BEGIN LISTED RECORDS

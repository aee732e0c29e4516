// src/lib.rs

//! Verification of BYU signed JWTs.
//!
//! A [`Verifier`](verifier::Verifier) discovers the provider's signing keys
//! through its `.well-known/openid-configuration` document, checks a token's
//! signature, issuer and expiration, and returns the claims with the BYU and
//! WSO2 claim URIs folded into structured groups.

pub mod claims;
pub mod error;
pub mod verifier;

/// Request header carrying the JWT for the current hop.
pub const BYU_JWT_HEADER_CURRENT: &str = "X-JWT-Assertion";

/// Request header carrying the JWT issued for the original caller.
pub const BYU_JWT_HEADER_ORIGINAL: &str = "X-JWT-Assertion-Original";

/// The public prelude for the `byu-jwt` crate.
///
/// This module re-exports the most commonly used types for convenience.
pub mod prelude {
    pub use crate::claims::{
        normalize, ByuClaims, ClaimMap, ClaimValue, ClientClaims, DecodedJwt, ResourceOwnerClaims,
        WebresCheck, Wso2Application, Wso2Claims,
    };
    pub use crate::error::ByuJwtError;
    pub use crate::verifier::{
        config::{Config, ConfigBuilder, KeyMode, ValidationDetails},
        get_issuer,
        keys::{KeyFamily, KeySet, PublicKey},
        model::DiscoveryDocument,
        Verifier,
    };
    pub use crate::{BYU_JWT_HEADER_CURRENT, BYU_JWT_HEADER_ORIGINAL};

    pub use jsonwebtoken::Algorithm;
}

#[cfg(test)]
mod tests {
    use super::*;

    #[test]
    fn header_constants() {
        assert_eq!(BYU_JWT_HEADER_CURRENT, "X-JWT-Assertion");
        assert_eq!(BYU_JWT_HEADER_ORIGINAL, "X-JWT-Assertion-Original");
    }
}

END LISTED RECORDS

▶ TASK REQUIREMENTS
The answer is every line in the data where the word "crate" appears.

▶ EXERCISE RESPONSE
/// The public prelude for the `byu-jwt` crate.
    pub use crate::claims::{
    pub use crate::error::ByuJwtError;
    pub use crate::verifier::{
    pub use crate::{BYU_JWT_HEADER_CURRENT, BYU_JWT_HEADER_ORIGINAL};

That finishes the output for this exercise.